[Records excerpted from a collection]
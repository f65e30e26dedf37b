use std::sync::{
    Arc, Mutex,
    atomic::{AtomicBool, Ordering},
};

use async_trait::async_trait;
use chrono::Utc;
use sqlx::PgPool;
use thiserror::Error;
use uuid::Uuid;

use crate::models::{NewPlace, NewUser, Place, UpdatePlaceRequest, User, UserSummary};

/// RepoError
///
/// The persistence layer's failure vocabulary. Engine-level detail (connection
/// errors, SQL errors) is logged at the failing query site and collapsed into
/// `Unavailable` so storage internals never travel upward.
#[derive(Debug, Error, PartialEq)]
pub enum RepoError {
    #[error("storage unavailable")]
    Unavailable,
    /// The unique email constraint fired on user insertion.
    #[error("email already registered")]
    DuplicateEmail,
    /// The owner row disappeared between the handler's existence check and the
    /// place transaction. The transaction is rolled back and nothing is applied.
    #[error("owner row missing")]
    OwnerMissing,
}

/// Repository Trait
///
/// The abstract contract for all persistence operations, letting handlers interact
/// with the data layer without knowing the concrete implementation (Postgres or the
/// in-memory store used by tests).
///
/// The two composite operations (`create_place`, `delete_place`) are the
/// transactional core: each must apply its place-row mutation and the owner's
/// `place_ids` mutation together or not at all. No implementation may ever touch
/// `place_ids` outside those two methods.
///
/// **Send + Sync + async_trait** are required to make the trait object
/// (`Arc<dyn Repository>`) safely shareable across Axum's task boundaries.
#[async_trait]
pub trait Repository: Send + Sync {
    // --- Credential Store ---
    async fn get_user(&self, id: Uuid) -> Result<Option<User>, RepoError>;
    async fn find_user_by_email(&self, email: &str) -> Result<Option<User>, RepoError>;
    // Password hash excluded from the projection.
    async fn list_users(&self) -> Result<Vec<UserSummary>, RepoError>;
    // Fails with DuplicateEmail instead of silently deduping.
    async fn create_user(&self, user: NewUser) -> Result<User, RepoError>;

    // --- Place Retrieval ---
    async fn get_place(&self, id: Uuid) -> Result<Option<Place>, RepoError>;
    async fn get_places_for_user(&self, user_id: Uuid) -> Result<Vec<Place>, RepoError>;

    // --- Consistency Manager ---
    // Inserts the place row and appends its id to the owner's place set in one
    // transaction.
    async fn create_place(&self, place: NewPlace) -> Result<Place, RepoError>;
    // Title/description only; single-record mutation, no cross-record transaction.
    async fn update_place(
        &self,
        id: Uuid,
        update: UpdatePlaceRequest,
    ) -> Result<Option<Place>, RepoError>;
    // Deletes the place row and removes its id from the owner's place set in one
    // transaction. The caller releases the artifact only after this returns Ok.
    async fn delete_place(&self, place: &Place) -> Result<(), RepoError>;
}

/// RepositoryState
///
/// The concrete type used to share the persistence layer across the application state.
pub type RepositoryState = Arc<dyn Repository>;

/// PostgresRepository
///
/// The production implementation of the `Repository` trait, backed by PostgreSQL.
/// Cross-record atomicity comes from real database transactions; conflicting
/// mutations of the same user's `place_ids` are serialized by the row lock the
/// UPDATE takes inside each transaction.
pub struct PostgresRepository {
    pool: PgPool,
}

impl PostgresRepository {
    /// Creates a new repository instance using the initialized connection pool.
    pub fn new(pool: PgPool) -> Self {
        Self { pool }
    }
}

const PLACE_COLUMNS: &str = "id, title, description, address, lat, lng, image, creator, created_at";

#[async_trait]
impl Repository for PostgresRepository {
    async fn get_user(&self, id: Uuid) -> Result<Option<User>, RepoError> {
        sqlx::query_as::<_, User>(
            "SELECT id, name, email, password_hash, image, place_ids, created_at \
             FROM users WHERE id = $1",
        )
        .bind(id)
        .fetch_optional(&self.pool)
        .await
        .map_err(|e| {
            tracing::error!("get_user error: {:?}", e);
            RepoError::Unavailable
        })
    }

    async fn find_user_by_email(&self, email: &str) -> Result<Option<User>, RepoError> {
        sqlx::query_as::<_, User>(
            "SELECT id, name, email, password_hash, image, place_ids, created_at \
             FROM users WHERE email = $1",
        )
        .bind(email)
        .fetch_optional(&self.pool)
        .await
        .map_err(|e| {
            tracing::error!("find_user_by_email error: {:?}", e);
            RepoError::Unavailable
        })
    }

    /// list_users
    ///
    /// Public listing. The query deliberately does not select `password_hash`; the
    /// hash never leaves the database for this endpoint.
    async fn list_users(&self) -> Result<Vec<UserSummary>, RepoError> {
        sqlx::query_as::<_, UserSummary>(
            "SELECT id, name, email, image, place_ids FROM users ORDER BY created_at ASC",
        )
        .fetch_all(&self.pool)
        .await
        .map_err(|e| {
            tracing::error!("list_users error: {:?}", e);
            RepoError::Unavailable
        })
    }

    /// create_user
    ///
    /// Inserts a fresh user with an empty place set. A unique violation on the email
    /// column is reported as DuplicateEmail so signup can answer 422 even when two
    /// requests race past the pre-insert existence check.
    async fn create_user(&self, user: NewUser) -> Result<User, RepoError> {
        let new_id = Uuid::new_v4();
        sqlx::query_as::<_, User>(
            "INSERT INTO users (id, name, email, password_hash, image, place_ids, created_at) \
             VALUES ($1, $2, $3, $4, $5, '{}', NOW()) \
             RETURNING id, name, email, password_hash, image, place_ids, created_at",
        )
        .bind(new_id)
        .bind(&user.name)
        .bind(&user.email)
        .bind(&user.password_hash)
        .bind(&user.image)
        .fetch_one(&self.pool)
        .await
        .map_err(|e| match e.as_database_error() {
            Some(db) if db.is_unique_violation() => RepoError::DuplicateEmail,
            _ => {
                tracing::error!("create_user error: {:?}", e);
                RepoError::Unavailable
            }
        })
    }

    async fn get_place(&self, id: Uuid) -> Result<Option<Place>, RepoError> {
        sqlx::query_as::<_, Place>(&format!(
            "SELECT {PLACE_COLUMNS} FROM places WHERE id = $1"
        ))
        .bind(id)
        .fetch_optional(&self.pool)
        .await
        .map_err(|e| {
            tracing::error!("get_place error: {:?}", e);
            RepoError::Unavailable
        })
    }

    async fn get_places_for_user(&self, user_id: Uuid) -> Result<Vec<Place>, RepoError> {
        sqlx::query_as::<_, Place>(&format!(
            "SELECT {PLACE_COLUMNS} FROM places WHERE creator = $1 ORDER BY created_at ASC"
        ))
        .bind(user_id)
        .fetch_all(&self.pool)
        .await
        .map_err(|e| {
            tracing::error!("get_places_for_user error: {:?}", e);
            RepoError::Unavailable
        })
    }

    /// create_place
    ///
    /// The composite insert. Both statements run inside one transaction: the place
    /// row insert and the append of its id to the owner's `place_ids`. If the owner
    /// row is gone the append touches zero rows; the transaction is dropped, which
    /// rolls everything back, and OwnerMissing is reported. Partial application is
    /// unreachable: either both records change or neither does.
    async fn create_place(&self, place: NewPlace) -> Result<Place, RepoError> {
        let unavailable = |e: sqlx::Error| {
            tracing::error!("create_place error: {:?}", e);
            RepoError::Unavailable
        };

        let mut tx = self.pool.begin().await.map_err(unavailable)?;

        let new_id = Uuid::new_v4();
        let created = sqlx::query_as::<_, Place>(&format!(
            "INSERT INTO places (id, title, description, address, lat, lng, image, creator, created_at) \
             VALUES ($1, $2, $3, $4, $5, $6, $7, $8, NOW()) \
             RETURNING {PLACE_COLUMNS}"
        ))
        .bind(new_id)
        .bind(&place.title)
        .bind(&place.description)
        .bind(&place.address)
        .bind(place.location.lat)
        .bind(place.location.lng)
        .bind(&place.image)
        .bind(place.creator)
        .fetch_one(&mut *tx)
        .await
        .map_err(unavailable)?;

        let appended = sqlx::query(
            "UPDATE users SET place_ids = array_append(place_ids, $1) WHERE id = $2",
        )
        .bind(created.id)
        .bind(place.creator)
        .execute(&mut *tx)
        .await
        .map_err(unavailable)?;

        if appended.rows_affected() == 0 {
            // Dropping the transaction rolls back the insert above.
            return Err(RepoError::OwnerMissing);
        }

        tx.commit().await.map_err(unavailable)?;
        Ok(created)
    }

    async fn update_place(
        &self,
        id: Uuid,
        update: UpdatePlaceRequest,
    ) -> Result<Option<Place>, RepoError> {
        sqlx::query_as::<_, Place>(&format!(
            "UPDATE places SET title = $2, description = $3 WHERE id = $1 RETURNING {PLACE_COLUMNS}"
        ))
        .bind(id)
        .bind(&update.title)
        .bind(&update.description)
        .fetch_optional(&self.pool)
        .await
        .map_err(|e| {
            tracing::error!("update_place error: {:?}", e);
            RepoError::Unavailable
        })
    }

    /// delete_place
    ///
    /// The composite delete, mirroring create_place: the place row removal and the
    /// removal of its id from the owner's `place_ids` commit together or not at all.
    async fn delete_place(&self, place: &Place) -> Result<(), RepoError> {
        let unavailable = |e: sqlx::Error| {
            tracing::error!("delete_place error: {:?}", e);
            RepoError::Unavailable
        };

        let mut tx = self.pool.begin().await.map_err(unavailable)?;

        sqlx::query("DELETE FROM places WHERE id = $1")
            .bind(place.id)
            .execute(&mut *tx)
            .await
            .map_err(unavailable)?;

        sqlx::query("UPDATE users SET place_ids = array_remove(place_ids, $1) WHERE id = $2")
            .bind(place.id)
            .bind(place.creator)
            .execute(&mut *tx)
            .await
            .map_err(unavailable)?;

        tx.commit().await.map_err(unavailable)?;
        Ok(())
    }
}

[Task description] Search the entries for the word "name", then list each line that holds it.

[Task solution]
            "SELECT id, name, email, password_hash, image, place_ids, created_at \
            "SELECT id, name, email, password_hash, image, place_ids, created_at \
            "SELECT id, name, email, image, place_ids FROM users ORDER BY created_at ASC",
            "INSERT INTO users (id, name, email, password_hash, image, place_ids, created_at) \
             RETURNING id, name, email, password_hash, image, place_ids, created_at",
        .bind(&user.name)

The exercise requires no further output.